▶ [YOUR ASSIGNMENT]: Find the word "impl" in the data. Return every line where it appears.

────────

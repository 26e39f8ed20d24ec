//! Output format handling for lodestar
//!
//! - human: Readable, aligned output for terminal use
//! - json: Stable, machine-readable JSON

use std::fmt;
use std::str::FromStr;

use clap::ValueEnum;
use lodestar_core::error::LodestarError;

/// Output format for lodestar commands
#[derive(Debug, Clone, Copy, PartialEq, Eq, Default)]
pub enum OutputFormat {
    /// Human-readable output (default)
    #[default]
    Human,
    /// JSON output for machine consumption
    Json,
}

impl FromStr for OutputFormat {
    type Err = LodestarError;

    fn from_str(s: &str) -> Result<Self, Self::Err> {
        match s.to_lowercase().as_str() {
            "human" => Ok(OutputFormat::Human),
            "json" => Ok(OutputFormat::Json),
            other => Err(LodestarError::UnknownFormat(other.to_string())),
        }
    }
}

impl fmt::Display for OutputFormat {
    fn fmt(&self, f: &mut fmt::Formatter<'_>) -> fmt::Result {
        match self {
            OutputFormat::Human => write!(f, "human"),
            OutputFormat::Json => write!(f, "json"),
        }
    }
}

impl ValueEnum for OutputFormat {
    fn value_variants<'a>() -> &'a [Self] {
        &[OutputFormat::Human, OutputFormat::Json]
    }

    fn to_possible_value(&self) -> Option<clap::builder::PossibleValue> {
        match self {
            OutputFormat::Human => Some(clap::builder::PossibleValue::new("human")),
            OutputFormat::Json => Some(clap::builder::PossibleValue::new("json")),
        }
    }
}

────────

▶ [SOLUTION TO THE EXERCISE]:
impl FromStr for OutputFormat {
impl fmt::Display for OutputFormat {
impl ValueEnum for OutputFormat {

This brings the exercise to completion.